YOUR OBJECTIVE:
Copies of all lines containing the string "types" are needed from the data below.

========================================================================

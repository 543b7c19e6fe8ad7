//! Error types and result handling.
//!
//! Every fallible SDK operation returns [`Result`]. The variants mirror the
//! ways a request can go wrong: transport failures, HTTP statuses outside
//! the handled set, service status codes the SDK does not recognize, and the
//! two token-refresh failure modes (credentials refused, refresh aborted for
//! transport or protocol reasons).
//!
//! Errors are cheap value types; they clone so that a single failed token
//! refresh can be delivered to every request queued behind it.

use thiserror::Error;

/// Errors produced by the TagSense client.
#[derive(Error, Debug, Clone, PartialEq, Eq)]
pub enum TagSenseError {
    /// The HTTP transport failed before a response was delivered
    /// (connection refused, timeout, TLS failure).
    #[error("http transport error: {0}")]
    Http(String),

    /// The service answered with an HTTP status outside the handled set
    /// (not 200, 201, 401, or 429).
    #[error("unexpected http status {0}")]
    UnexpectedStatus(u16),

    /// The response body carried a `status_code` the SDK does not handle.
    #[error("unhandled api status code: {0}")]
    UnhandledApiStatus(String),

    /// The token endpoint refused the configured client credentials.
    #[error("token request refused: {code}")]
    TokenRefused {
        /// Service status code returned by the token endpoint.
        code: String,
        /// Human-readable message, when the service supplied one.
        message: Option<String>,
    },

    /// A token refresh died before a verdict on the credentials was reached,
    /// failing every request queued behind it.
    #[error("token refresh failed: {0}")]
    RefreshFailed(String),

    /// The response body was not valid JSON or did not match the expected
    /// shape.
    #[error("malformed api response: {0}")]
    Json(String),
}

impl From<serde_json::Error> for TagSenseError {
    fn from(err: serde_json::Error) -> Self {
        Self::Json(err.to_string())
    }
}

impl TagSenseError {
    /// True when the error means the configured credentials were rejected
    /// outright, so retrying without reconfiguration cannot succeed.
    pub fn is_token_refused(&self) -> bool {
        matches!(self, Self::TokenRefused { .. })
    }
}

/// Result type alias used throughout the crate.
pub type Result<T> = std::result::Result<T, TagSenseError>;

#[cfg(test)]
mod tests {
    use super::*;

    #[test]
    fn test_display_formats() {
        let err = TagSenseError::UnexpectedStatus(503);
        assert_eq!(err.to_string(), "unexpected http status 503");

        let err = TagSenseError::TokenRefused {
            code: "CREDENTIALS_INVALID".to_string(),
            message: None,
        };
        assert_eq!(err.to_string(), "token request refused: CREDENTIALS_INVALID");
    }

    #[test]
    fn test_json_conversion() {
        let parse_err = serde_json::from_str::<serde_json::Value>("not json").unwrap_err();
        let err = TagSenseError::from(parse_err);
        assert!(matches!(err, TagSenseError::Json(_)));
    }

    #[test]
    fn test_is_token_refused() {
        let refused = TagSenseError::TokenRefused {
            code: "CREDENTIALS_INVALID".to_string(),
            message: Some("bad pair".to_string()),
        };
        assert!(refused.is_token_refused());
        assert!(!TagSenseError::Http("reset".to_string()).is_token_refused());
    }
}
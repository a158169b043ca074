//! YAML frontmatter handling.

use serde::{Deserialize, Serialize};
use serde_json::{Map, Value};
use thiserror::Error;

/// Errors raised while reading or writing frontmatter
#[derive(Debug, Clone, Error, Serialize, Deserialize)]
#[serde(rename_all = "snake_case", tag = "type", content = "details")]
pub enum FrontmatterError {
    /// The YAML block does not parse
    #[error("Invalid frontmatter YAML: {0}")]
    InvalidYaml(String),

    /// The YAML block parses but is not a key/value mapping
    #[error("Frontmatter is not a mapping")]
    NotAMapping,

    /// Serializing the updated mapping failed
    #[error("Failed to render frontmatter: {0}")]
    Render(String),
}

/// A document split into its frontmatter block and body
#[derive(Debug, Clone, Copy, PartialEq, Eq)]
pub struct SplitDocument<'a> {
    /// Raw YAML between the delimiters, if the document has a block
    pub yaml: Option<&'a str>,
    /// Everything after the closing delimiter line
    pub body: &'a str,
}

/// Split `content` into frontmatter and body.
///
/// The block must start on the very first line with `---` and close with a
/// line holding only `---` or `...`.
pub fn split_frontmatter(content: &str) -> SplitDocument<'_> {
    let no_block = SplitDocument {
        yaml: None,
        body: content,
    };

    let first_end = match content.find('\n') {
        Some(i) => i,
        None => return no_block,
    };
    if content[..first_end].trim_end() != "---" {
        return no_block;
    }

    let yaml_start = first_end + 1;
    let mut offset = yaml_start;
    for line in content[yaml_start..].split_inclusive('\n') {
        let trimmed = line.trim_end();
        if trimmed == "---" || trimmed == "..." {
            return SplitDocument {
                yaml: Some(&content[yaml_start..offset]),
                body: &content[offset + line.len()..],
            };
        }
        offset += line.len();
    }

    no_block
}

/// Parse the frontmatter of `content` into a JSON-compatible map.
///
/// A document without a block, or with an empty block, yields an empty map.
pub fn parse_frontmatter(content: &str) -> Result<Map<String, Value>, FrontmatterError> {
    let yaml = match split_frontmatter(content).yaml {
        Some(yaml) if !yaml.trim().is_empty() => yaml,
        _ => return Ok(Map::new()),
    };

    let value: Value =
        serde_yaml::from_str(yaml).map_err(|e| FrontmatterError::InvalidYaml(e.to_string()))?;

    match value {
        Value::Object(map) => Ok(map),
        Value::Null => Ok(Map::new()),
        _ => Err(FrontmatterError::NotAMapping),
    }
}

/// Render `frontmatter` in front of `body`.
///
/// An empty map drops the block entirely.
pub fn render_document(
    frontmatter: &Map<String, Value>,
    body: &str,
) -> Result<String, FrontmatterError> {
    if frontmatter.is_empty() {
        return Ok(body.to_string());
    }

    let yaml =
        serde_yaml::to_string(frontmatter).map_err(|e| FrontmatterError::Render(e.to_string()))?;

    let mut out = String::with_capacity(yaml.len() + body.len() + 8);
    out.push_str("---\n");
    out.push_str(&yaml);
    if !yaml.ends_with('\n') {
        out.push('\n');
    }
    out.push_str("---\n");
    out.push_str(body);
    Ok(out)
}

#[cfg(test)]
mod tests {
    use super::*;
    use serde_json::json;

    #[test]
    fn test_split_frontmatter() {
        let doc = "---\nstatus: draft\n---\n# Body\n";
        let split = split_frontmatter(doc);
        assert_eq!(split.yaml, Some("status: draft\n"));
        assert_eq!(split.body, "# Body\n");
    }

    #[test]
    fn test_split_without_block() {
        let doc = "# Just a note\n---\nnot: frontmatter\n";
        let split = split_frontmatter(doc);
        assert_eq!(split.yaml, None);
        assert_eq!(split.body, doc);

        let unclosed = "---\nstatus: draft\n";
        assert_eq!(split_frontmatter(unclosed).yaml, None);
    }

    #[test]
    fn test_parse_frontmatter() {
        let doc = "---\nstatus: draft\ntags: [a, b]\npriority: 2\n---\nbody";
        let fm = parse_frontmatter(doc).unwrap();
        assert_eq!(fm["status"], json!("draft"));
        assert_eq!(fm["tags"], json!(["a", "b"]));
        assert_eq!(fm["priority"], json!(2));

        assert!(parse_frontmatter("no block").unwrap().is_empty());
        assert!(parse_frontmatter("---\n---\nbody").unwrap().is_empty());
    }

    #[test]
    fn test_parse_rejects_scalar_and_garbage() {
        assert!(matches!(
            parse_frontmatter("---\njust a string\n---\n"),
            Err(FrontmatterError::NotAMapping)
        ));
        assert!(matches!(
            parse_frontmatter("---\nkey: [unclosed\n---\n"),
            Err(FrontmatterError::InvalidYaml(_))
        ));
    }

    #[test]
    fn test_render_document() {
        let mut fm = Map::new();
        fm.insert("status".to_string(), json!("done"));
        let out = render_document(&fm, "# Body\n").unwrap();
        assert_eq!(out, "---\nstatus: done\n---\n# Body\n");

        let reparsed = parse_frontmatter(&out).unwrap();
        assert_eq!(reparsed["status"], json!("done"));

        assert_eq!(render_document(&Map::new(), "body").unwrap(), "body");
    }
}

========================================================================

REPLY TO THE EXERCISE:
//! Error types and result handling.
//! Errors are cheap value types; they clone so that a single failed token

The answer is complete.